◆ WHAT THE TASK ASKS
Word for word, the records below are to be set down again.

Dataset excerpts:
_ _ _ _ _ _ _

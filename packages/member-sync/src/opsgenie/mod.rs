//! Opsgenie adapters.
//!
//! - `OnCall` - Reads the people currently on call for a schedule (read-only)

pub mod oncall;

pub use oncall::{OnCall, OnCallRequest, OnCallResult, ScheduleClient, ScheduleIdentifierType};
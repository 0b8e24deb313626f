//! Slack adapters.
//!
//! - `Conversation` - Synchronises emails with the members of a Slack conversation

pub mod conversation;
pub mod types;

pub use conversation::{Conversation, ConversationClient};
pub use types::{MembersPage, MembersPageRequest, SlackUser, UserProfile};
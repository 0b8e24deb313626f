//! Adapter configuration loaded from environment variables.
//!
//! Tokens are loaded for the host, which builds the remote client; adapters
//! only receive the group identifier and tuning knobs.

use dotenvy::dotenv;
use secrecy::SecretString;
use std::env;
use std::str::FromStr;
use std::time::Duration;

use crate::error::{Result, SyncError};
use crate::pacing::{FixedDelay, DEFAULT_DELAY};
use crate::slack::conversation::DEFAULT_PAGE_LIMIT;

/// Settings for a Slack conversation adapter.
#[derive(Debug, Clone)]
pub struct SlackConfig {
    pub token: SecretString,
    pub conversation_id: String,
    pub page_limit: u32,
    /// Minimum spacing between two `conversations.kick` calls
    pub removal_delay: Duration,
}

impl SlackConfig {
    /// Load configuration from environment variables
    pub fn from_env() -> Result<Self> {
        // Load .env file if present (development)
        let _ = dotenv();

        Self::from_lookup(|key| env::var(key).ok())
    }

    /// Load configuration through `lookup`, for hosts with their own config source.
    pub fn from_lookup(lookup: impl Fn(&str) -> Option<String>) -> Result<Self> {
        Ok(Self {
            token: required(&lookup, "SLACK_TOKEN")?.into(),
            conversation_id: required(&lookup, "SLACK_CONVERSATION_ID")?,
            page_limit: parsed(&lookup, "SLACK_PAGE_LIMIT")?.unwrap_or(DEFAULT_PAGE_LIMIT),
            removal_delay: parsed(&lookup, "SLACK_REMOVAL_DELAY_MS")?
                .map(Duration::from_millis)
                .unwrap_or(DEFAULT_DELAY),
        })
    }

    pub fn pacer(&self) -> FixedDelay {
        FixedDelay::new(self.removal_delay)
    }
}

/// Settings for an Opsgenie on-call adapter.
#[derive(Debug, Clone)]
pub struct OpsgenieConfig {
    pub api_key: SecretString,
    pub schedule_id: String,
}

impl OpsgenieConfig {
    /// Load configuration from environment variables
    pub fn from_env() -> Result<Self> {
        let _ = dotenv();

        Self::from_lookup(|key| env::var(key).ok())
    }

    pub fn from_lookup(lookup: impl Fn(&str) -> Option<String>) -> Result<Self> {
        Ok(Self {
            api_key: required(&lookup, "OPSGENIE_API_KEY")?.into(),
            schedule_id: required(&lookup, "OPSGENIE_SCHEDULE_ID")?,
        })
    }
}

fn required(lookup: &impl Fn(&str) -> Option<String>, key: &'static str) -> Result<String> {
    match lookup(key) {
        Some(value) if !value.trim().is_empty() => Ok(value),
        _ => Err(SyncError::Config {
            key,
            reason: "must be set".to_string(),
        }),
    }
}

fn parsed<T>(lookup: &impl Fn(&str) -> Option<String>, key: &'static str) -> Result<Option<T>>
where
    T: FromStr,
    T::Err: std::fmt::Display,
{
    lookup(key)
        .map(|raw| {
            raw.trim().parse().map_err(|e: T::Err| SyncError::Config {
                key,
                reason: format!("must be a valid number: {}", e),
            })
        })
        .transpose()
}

_ _ _ _ _ _ _

◆ EXPECTED ANSWER
filename packages/member-sync/src/opsgenie/mod.rs
//! Opsgenie adapters.
//!
//! - `OnCall` - Reads the people currently on call for a schedule (read-only)

pub mod oncall;

pub use oncall::{OnCall, OnCallRequest, OnCallResult, ScheduleClient, ScheduleIdentifierType};
repository 0b8e24deb313626f
//! Slack adapters.
//!
//! - `Conversation` - Synchronises emails with the members of a Slack conversation

pub mod conversation;
pub mod types;

pub use conversation::{Conversation, ConversationClient};
pub use types::{MembersPage, MembersPageRequest, SlackUser, UserProfile};
repository 0b8e24deb313626f
//! Adapter configuration loaded from environment variables.
//!
//! Tokens are loaded for the host, which builds the remote client; adapters
//! only receive the group identifier and tuning knobs.

use dotenvy::dotenv;
use secrecy::SecretString;
use std::env;
use std::str::FromStr;
use std::time::Duration;

use crate::error::{Result, SyncError};
use crate::pacing::{FixedDelay, DEFAULT_DELAY};
use crate::slack::conversation::DEFAULT_PAGE_LIMIT;

/// Settings for a Slack conversation adapter.
#[derive(Debug, Clone)]
pub struct SlackConfig {
    pub token: SecretString,
    pub conversation_id: String,
    pub page_limit: u32,
    /// Minimum spacing between two `conversations.kick` calls
    pub removal_delay: Duration,
}

impl SlackConfig {
    /// Load configuration from environment variables
    pub fn from_env() -> Result<Self> {
        // Load .env file if present (development)
        let _ = dotenv();

        Self::from_lookup(|key| env::var(key).ok())
    }

    /// Load configuration through `lookup`, for hosts with their own config source.
    pub fn from_lookup(lookup: impl Fn(&str) -> Option<String>) -> Result<Self> {
        Ok(Self {
            token: required(&lookup, "SLACK_TOKEN")?.into(),
            conversation_id: required(&lookup, "SLACK_CONVERSATION_ID")?,
            page_limit: parsed(&lookup, "SLACK_PAGE_LIMIT")?.unwrap_or(DEFAULT_PAGE_LIMIT),
            removal_delay: parsed(&lookup, "SLACK_REMOVAL_DELAY_MS")?
                .map(Duration::from_millis)
                .unwrap_or(DEFAULT_DELAY),
        })
    }

    pub fn pacer(&self) -> FixedDelay {
        FixedDelay::new(self.removal_delay)
    }
}

/// Settings for an Opsgenie on-call adapter.
#[derive(Debug, Clone)]
pub struct OpsgenieConfig {
    pub api_key: SecretString,
    pub schedule_id: String,
}

impl OpsgenieConfig {
    /// Load configuration from environment variables
    pub fn from_env() -> Result<Self> {
        let _ = dotenv();

        Self::from_lookup(|key| env::var(key).ok())
    }

    pub fn from_lookup(lookup: impl Fn(&str) -> Option<String>) -> Result<Self> {
        Ok(Self {
            api_key: required(&lookup, "OPSGENIE_API_KEY")?.into(),
            schedule_id: required(&lookup, "OPSGENIE_SCHEDULE_ID")?,
        })
    }
}

fn required(lookup: &impl Fn(&str) -> Option<String>, key: &'static str) -> Result<String> {
    match lookup(key) {
        Some(value) if !value.trim().is_empty() => Ok(value),
        _ => Err(SyncError::Config {
            key,
            reason: "must be set".to_string(),
        }),
    }
}

fn parsed<T>(lookup: &impl Fn(&str) -> Option<String>, key: &'static str) -> Result<Option<T>>
where
    T: FromStr,
    T::Err: std::fmt::Display,
{
    lookup(key)
        .map(|raw| {
            raw.trim().parse().map_err(|e: T::Err| SyncError::Config {
                key,
                reason: format!("must be a valid number: {}", e),
            })
        })
        .transpose()
}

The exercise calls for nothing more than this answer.